NetApp NKS and Hybrid Cloud

NetApp NKS and Hybrid Cloud

Chris EvansCloud, Containers, DevOps, Enterprise, NetApp

In a previous post, I outlined a framework for moving to the hybrid cloud.  With a 5-step process, IT organisations transform themselves from ad-hoc providers of technology to teams that pick the most optimal technology and providers that offer a genuine competitive advantage to the business.  In this post, sponsored by NetApp, we look deeper into the challenges of standardisation and automation, examining how NetApp’s Kubernetes Service (NKS) helps deliver steps 2 and 3 of the hybrid cloud transformation process.


Before we dive into the details of NKS, it’s worth doing some scene-setting.  Many developers and IT organisations are focusing on a transition to micro-services and delivering applications with containers.  Containerisation is a step further on from server virtualisation, where the aim was simply to consolidate workloads using virtual instances of previously physical servers. 

With containers, applications are stripped back to only the executables and processes needed to run them.  Multiple containers run on a single platform (e.g. Windows or Linux), theoretically allowing thousands of application components to run across a cluster of servers running container management solutions like Docker or Kubernetes. 


Developing applications as micro-services provides for faster release cycles and additional benefits such as horizontal scaling (scale-out), as long as the application can be broken down into parallel executing components.  The micro-services approach, compared to monolithic application development, enables individual components to be developed in parallel. 

A excellent way to think of a micro-services architecture is in comparison to Object-Orientated Programming (OOP).  In OOP, objects perform functions and have interfaces for accessing data (attributes and properties) or running procedures (methods).  Exactly how the object is coded isn’t crucial to another part of the software consuming that object – as long as methods and properties behave as expected. 

Micro-services offer the same level of abstraction as OOP, accessing services through APIs across a network.  Micro-services have the benefit of being language independent.  Theoretically, each micro-service could be written in the most efficient programming language available. 

Container Orchestration

Getting past anything more than simple applications requires a framework and tools for container orchestration and management.  Applications that run as a collection of micro-services have dependencies on each other and need managing for failure and scaling.  Docker Swarm and Kubernetes are two examples of container management platforms that provide scalability and resiliency.  Kubernetes has emerged as the de-facto standard for container orchestration and has become widely adopted by the industry. 

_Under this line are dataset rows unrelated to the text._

//! # Evdev Gamepad Source
//!
//! Enumerates gamepad-like devices on Linux using the evdev interface.
//!
//! A device counts as a gamepad when it exposes either the standard gamepad
//! face button (`BTN_SOUTH`) or the joystick trigger button (`BTN_TRIGGER`).
//! SteamVR exposes tracked controllers to the host as joysticks, so both kinds
//! are reported. The device name becomes the descriptor id.
//!
//! evdev carries no pose data, so descriptors from this source never report a
//! pose and are skipped by [`TrackedControlsSystem`](super::tracked::TrackedControlsSystem).

use evdev::{Device, Key};
use std::path::{Path, PathBuf};
use tracing::debug;

use super::{GamepadDescriptor, GamepadSource};

/// Default directory scanned for `event*` device nodes.
const DEFAULT_INPUT_DIR: &str = "/dev/input";

/// Gamepad list backed by `/dev/input/event*` devices.
#[derive(Debug, Clone)]
pub struct EvdevGamepadSource {
    input_dir: PathBuf,
}

impl Default for EvdevGamepadSource {
    fn default() -> Self {
        Self::new()
    }
}

impl EvdevGamepadSource {
    /// Creates a source scanning `/dev/input`.
    ///
    /// # Examples
    ///
    /// ```no_run
    /// use vive_controls::gamepad::{enumerate_gamepads, EvdevGamepadSource};
    ///
    /// let source = EvdevGamepadSource::new();
    /// for gamepad in enumerate_gamepads(&source) {
    ///     println!("{}: {}", gamepad.index, gamepad.id);
    /// }
    /// ```
    #[must_use]
    pub fn new() -> Self {
        Self::with_input_dir(DEFAULT_INPUT_DIR)
    }

    /// Creates a source scanning a custom directory.
    #[must_use]
    pub fn with_input_dir(input_dir: impl Into<PathBuf>) -> Self {
        Self {
            input_dir: input_dir.into(),
        }
    }

    /// Directory this source scans.
    pub fn input_dir(&self) -> &Path {
        &self.input_dir
    }

    /// Sorted `event*` paths under the input directory, or `None` when the
    /// directory cannot be read.
    fn event_paths(&self) -> Option<Vec<PathBuf>> {
        let entries = match std::fs::read_dir(&self.input_dir) {
            Ok(entries) => entries,
            Err(e) => {
                debug!("Cannot read {}: {}", self.input_dir.display(), e);
                return None;
            }
        };

        let mut paths: Vec<PathBuf> = entries
            .filter_map(|entry| entry.ok().map(|e| e.path()))
            .filter(|path| {
                path.file_name()
                    .map(|name| name.to_string_lossy().starts_with("event"))
                    .unwrap_or(false)
            })
            .collect();

        // Deterministic order so controller indices stay stable between polls
        paths.sort();
        Some(paths)
    }
}

/// Whether an opened device looks like a gamepad or joystick.
fn is_gamepad(device: &Device) -> bool {
    device
        .supported_keys()
        .map(|keys| keys.contains(Key::BTN_SOUTH) || keys.contains(Key::BTN_TRIGGER))
        .unwrap_or(false)
}

/// Descriptor id for a device: its name, or the vendor/product pair.
fn device_id(device: &Device) -> String {
    match device.name() {
        Some(name) => name.to_string(),
        None => {
            let id = device.input_id();
            format!("{:04x}:{:04x}", id.vendor(), id.product())
        }
    }
}

impl GamepadSource for EvdevGamepadSource {
    fn gamepads(&self) -> Option<Vec<GamepadDescriptor>> {
        let paths = self.event_paths()?;

        let gamepads = paths
            .iter()
            .filter_map(|path| match Device::open(path) {
                Ok(device) => Some(device),
                Err(e) => {
                    // Permission denied or other errors - skip device
                    debug!("Could not open {}: {}", path.display(), e);
                    None
                }
            })
            .filter(is_gamepad)
            .enumerate()
            .map(|(index, device)| GamepadDescriptor::new(index, device_id(&device)))
            .collect();

        Some(gamepads)
    }

    fn reports_pose(&self) -> bool {
        false
    }
}

#[cfg(test)]
mod tests {
    use super::*;

    #[test]
    fn test_default_input_dir() {
        let source = EvdevGamepadSource::default();
        assert_eq!(source.input_dir(), Path::new("/dev/input"));
    }

    #[test]
    fn test_never_reports_pose() {
        assert!(!EvdevGamepadSource::new().reports_pose());
    }

    #[test]
    fn test_missing_input_dir_means_no_api() {
        let source = EvdevGamepadSource::with_input_dir("/nonexistent/input/dir");
        assert!(source.gamepads().is_none());
    }

    #[test]
    fn test_directory_without_event_nodes_is_empty() {
        let dir = tempfile::tempdir().unwrap();
        std::fs::write(dir.path().join("js0"), b"").unwrap();
        std::fs::write(dir.path().join("mouse0"), b"").unwrap();

        let source = EvdevGamepadSource::with_input_dir(dir.path());
        assert_eq!(source.gamepads(), Some(vec![]));
    }

    #[test]
    fn test_unopenable_event_nodes_are_skipped() {
        let dir = tempfile::tempdir().unwrap();
        // Regular files are not evdev devices; opening them fails the ioctl
        std::fs::write(dir.path().join("event0"), b"").unwrap();

        let source = EvdevGamepadSource::with_input_dir(dir.path());
        assert_eq!(source.gamepads(), Some(vec![]));
    }

    // Integration test - only runs with real hardware
    #[test]
    #[ignore]
    fn test_enumerate_with_real_hardware() {
        let source = EvdevGamepadSource::new();
        let gamepads = source.gamepads().expect("/dev/input should exist");
        assert!(!gamepads.is_empty(), "Connect a gamepad to run this test");
        for gamepad in gamepads {
            println!("Gamepad {}: {}", gamepad.index, gamepad.id);
        }
    }
}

Kubernetes offers a standard for running containerised applications across multiple platforms either in public or private cloud.  Amazon Web Services offers EKS (Elastic Kubernetes Service) and Fargate.  Microsoft offers the Azure Kubernetes Service.  GCP has the Google Kubernetes Service.  Across the minor cloud service providers, there is a range of similar offerings.  Red Hat offers the CoreOS Tectonic framework.  Canonical has a Kubernetes distribution.  Heptio (now part of VMware) has a solution that is being integrated into Project Pacific.  Pivotal, another VMware property, has PKS, the Pivotal Container Service

We can continue to list Kubernetes distributions and service offerings.  It is clear that there is a wide range of solutions across multiple public and private clouds that all have the same common denominator of Kubernetes.  It’s also possible to build and deploy bespoke Kubernetes solutions simply by running VMs locally or with virtual instances in the cloud.

Kubernetes is Hard

The challenge for using any of these environments is the learning curve needed to operate them.  Cloud-based solutions are built and managed slightly differently to each other.  Creating a custom Kubernetes environment is hard.  Developers need to know how to integrate both storage and networking effectively. 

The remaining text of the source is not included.